I am getting slightly hooked on sawflies – a difficult task as there are hundreds of look-alike species, some are very tiny, and there is no handy guide book. Even worse some of the identification criteria are tricky – impossible-to-see things like the claws on the back legs, or shape of the ovipositor (which in live insects is tucked away most of the time). Even the massive and extremely useful websites Naturespot and Eakrings Birds aren’t all that helpful when it comes to IDing sawflies…and to be honest I’m not sure I’d ever positively identified one before this spring.
However, there is help at hand in the shape of the Sawfly yahoo group which like so many Yahoo enthusiast groups is watched over by some top-rank experts (in this case including Andrew Halstead of the Royal Horticultural Society and John Grearson who is Wiltshire’s County Recorder). Queries submitted are answered with patience and authority, where ID is impossible it’s so stated, and observers are reminded that sawflies are a very under-recorded group and every record is potentially useful in helping understand UK sawfly distribution.
Take the rather pretty (these things are very subjective I appreciate) lime-green banded sawfly I found drowned in a teasel ‘water tank’ yesterday (teasels often hold water where the leaves join the stem – a useful adaptation for dry periods as the plant often grows in arid sites with little ground water retention). A search of Google images brought me eventually to the North American species, Wheat Stem Sawfly Cephus cinctus. John Grearson responded to an ID request saying that it was a Cephus, one of the stem sawflies, and “either Cephus spinipes (formerly C. cultratus) or C. pygmeus. If you have kept the specimen have a look at the tarsal claws. In spinipes the inner claw is short and erect well away from the apex. In pygmeus the inner claw is more or less parallel with the apical one.”

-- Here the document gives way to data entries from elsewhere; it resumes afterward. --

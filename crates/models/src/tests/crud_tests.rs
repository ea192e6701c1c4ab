use super::{in_days, new_event, seed_user, setup_test_db};
use crate::{event, event_participant, participant, user, user_credentials};
use crate::errors::ModelError;
use sea_orm::{ActiveModelTrait, EntityTrait, Set};
use chrono::Utc;
use anyhow::Result;

/// Test user create and lookup, including the unique username
#[tokio::test]
async fn test_user_crud() -> Result<()> {
    let db = setup_test_db().await?;

    let u = user::create(&db, "alice").await?;
    let found = user::find_by_username(&db, "alice").await?.expect("user exists");
    assert_eq!(found.id, u.id);
    assert!(user::find_by_username(&db, "bob").await?.is_none());

    // duplicate username is rejected by the unique key
    assert!(matches!(user::create(&db, "alice").await, Err(ModelError::Db(_))));
    Ok(())
}

#[test]
fn test_username_rules() {
    assert!(user::validate_username("jane.doe+events@x").is_ok());
    assert!(user::validate_username("   ").is_err());
    assert!(user::validate_username("has space").is_err());
    assert!(user::validate_username(&"a".repeat(151)).is_err());
}

/// Credentials are replaced, not duplicated
#[tokio::test]
async fn test_credentials_upsert() -> Result<()> {
    let db = setup_test_db().await?;
    let u = seed_user(&db, "carol").await?;

    let first = user_credentials::upsert_password(&db, u.id, "hash-1".into(), "argon2").await?;
    let second = user_credentials::upsert_password(&db, u.id, "hash-2".into(), "argon2").await?;
    assert_eq!(first.id, second.id);
    assert_eq!(second.password_hash, "hash-2");

    let err = user_credentials::upsert_password(&db, u.id, " ".into(), "argon2").await;
    assert!(matches!(err, Err(ModelError::Validation(_))));
    Ok(())
}

/// Event create/read/update/delete
#[tokio::test]
async fn test_event_crud() -> Result<()> {
    let db = setup_test_db().await?;
    let owner = seed_user(&db, "owner").await?;

    let created = event::create(&db, new_event(&owner, "Rust meetup", in_days(3), 25)).await?;
    assert_eq!(created.num_participants, 0);
    assert_eq!(created.max_participants, 25);
    assert_eq!(created.user_id, owner.id);

    let found = event::find(&db, created.id).await?.expect("event exists");
    assert_eq!(found.title, "Rust meetup");
    assert_eq!(found.date.timestamp(), created.date.timestamp());

    let mut am: event::ActiveModel = found.into();
    am.location = Set("Room 2".into());
    let updated = am.update(&db).await?;
    assert_eq!(updated.location, "Room 2");

    assert!(event::delete(&db, created.id).await?);
    assert!(event::find(&db, created.id).await?.is_none());
    // second delete is a no-op
    assert!(!event::delete(&db, created.id).await?);
    Ok(())
}

#[tokio::test]
async fn test_event_rejects_negative_capacity() -> Result<()> {
    let db = setup_test_db().await?;
    let owner = seed_user(&db, "neg").await?;
    let res = event::create(&db, new_event(&owner, "Broken", in_days(1), -1)).await;
    assert!(matches!(res, Err(ModelError::Validation(_))));
    Ok(())
}

/// Listings split on `now` and are ordered by date
#[tokio::test]
async fn test_event_listings() -> Result<()> {
    let db = setup_test_db().await?;
    let owner = seed_user(&db, "lister").await?;
    let other = seed_user(&db, "other").await?;

    let later = event::create(&db, new_event(&owner, "later", in_days(10), 5)).await?;
    let soon = event::create(&db, new_event(&other, "soon", in_days(1), 5)).await?;
    let old = event::create(&db, new_event(&owner, "old", in_days(-2), 5)).await?;
    let older = event::create(&db, new_event(&owner, "older", in_days(-20), 5)).await?;

    let now = Utc::now();
    let upcoming: Vec<_> = event::list_from(&db, now).await?.into_iter().map(|e| e.id).collect();
    assert_eq!(upcoming, vec![soon.id, later.id]);

    let past: Vec<_> = event::list_before(&db, now).await?.into_iter().map(|e| e.id).collect();
    assert_eq!(past, vec![older.id, old.id]);

    let mine: Vec<_> = event::list_by_owner(&db, owner.id).await?.into_iter().map(|e| e.id).collect();
    assert_eq!(mine, vec![older.id, old.id, later.id]);
    Ok(())
}

/// Participant dedup on (name, email)
#[tokio::test]
async fn test_participant_find_or_create() -> Result<()> {
    let db = setup_test_db().await?;

    let (p1, created) = participant::find_or_create(&db, "Ann", "ann@example.com").await?;
    assert!(created);
    let (p2, created) = participant::find_or_create(&db, "Ann", "ann@example.com").await?;
    assert!(!created);
    assert_eq!(p1.id, p2.id);

    // same email, different name is a different participant
    let (p3, created) = participant::find_or_create(&db, "Annie", "ann@example.com").await?;
    assert!(created);
    assert_ne!(p1.id, p3.id);
    Ok(())
}

/// Seat reservation respects the cap and join rows are unique
#[tokio::test]
async fn test_reserve_seat_and_link() -> Result<()> {
    let db = setup_test_db().await?;
    let owner = seed_user(&db, "seats").await?;
    let ev = event::create(&db, new_event(&owner, "Tiny", in_days(2), 2)).await?;

    assert!(event::reserve_seat(&db, ev.id).await?);
    assert!(event::reserve_seat(&db, ev.id).await?);
    assert!(!event::reserve_seat(&db, ev.id).await?);
    let ev = event::find(&db, ev.id).await?.unwrap();
    assert_eq!(ev.num_participants, 2);
    assert!(ev.is_full());

    // unknown event never reserves
    assert!(!event::reserve_seat(&db, uuid::Uuid::new_v4()).await?);

    let (p, _) = participant::find_or_create(&db, "Bo", "bo@example.com").await?;
    assert!(event_participant::link(&db, ev.id, p.id).await?);
    assert!(!event_participant::link(&db, ev.id, p.id).await?);
    assert!(event_participant::is_registered(&db, ev.id, p.id).await?);
    assert_eq!(event::count_participants(&db, ev.id).await?, 1);

    let people = event::participants(&db, &ev).await?;
    assert_eq!(people.len(), 1);
    assert_eq!(people[0].email, "bo@example.com");
    Ok(())
}

/// Deleting an event drops its registrations but keeps participants
#[tokio::test]
async fn test_delete_event_keeps_participants() -> Result<()> {
    let db = setup_test_db().await?;
    let owner = seed_user(&db, "deleter").await?;
    let ev = event::create(&db, new_event(&owner, "Gone soon", in_days(2), 10)).await?;
    let (p, _) = participant::find_or_create(&db, "Cy", "cy@example.com").await?;
    event_participant::link(&db, ev.id, p.id).await?;

    assert!(event::delete(&db, ev.id).await?);
    assert_eq!(event::count_participants(&db, ev.id).await?, 0);
    assert!(participant::Entity::find_by_id(p.id).one(&db).await?.is_some());
    Ok(())
}

/// Over-long text is refused before it reaches a VARCHAR column
#[tokio::test]
async fn test_text_length_limits() -> Result<()> {
    let db = setup_test_db().await?;
    let owner = seed_user(&db, "wordy").await?;

    let mut long_title = new_event(&owner, &"T".repeat(event::TITLE_MAX_LEN + 1), in_days(2), 5);
    assert!(matches!(event::create(&db, long_title.clone()).await, Err(ModelError::Validation(_))));
    long_title.title = "T".repeat(event::TITLE_MAX_LEN);
    assert!(event::create(&db, long_title).await.is_ok());

    let mut long_place = new_event(&owner, "Fine", in_days(2), 5);
    long_place.location = "L".repeat(event::LOCATION_MAX_LEN + 1);
    assert!(matches!(event::create(&db, long_place).await, Err(ModelError::Validation(_))));

    let long_name = "a".repeat(participant::NAME_MAX_LEN + 1);
    let res = participant::find_or_create(&db, &long_name, "a@example.com").await;
    assert!(matches!(res, Err(ModelError::Validation(_))));
    let long_email = format!("{}@example.com", "e".repeat(participant::EMAIL_MAX_LEN));
    assert!(participant::validate_identity("Ann", &long_email).is_err());
    // multi-byte characters count once each
    assert!(participant::validate_identity(&"é".repeat(participant::NAME_MAX_LEN), "a@b").is_ok());
    Ok(())
}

Unfortunately the one I had was a little bit soggy and disintegrating in that decisive way that insects do after being immersed in stagnant water overnight. I didn’t have it to hand, in other words, by the time I knew what to look for. It will forever have to go down as an either/or…
More definite and easy to ID is the ‘pear slug’ in the photo below (once you know that’s it’s not a ‘slug’ but a sawfly larva anyway). The only dark UK ‘pear slug’ is Calora cerasi, the larval stage of the Pear Sawfly, which characteristically removes the upper layers of the leaf as shown. I’d actually been looking out for this larva, as we have an ancient pear tree in the front garden that should attract any adults in the area. I’ve yet to see an adult, incidentally but the photos are proof positive that they’ve been here lately! If you’ve got a fruit tree that has ting strips taken out of some of the leaves it’s worth checking for a similar smudge of slime that in fact could well be this species.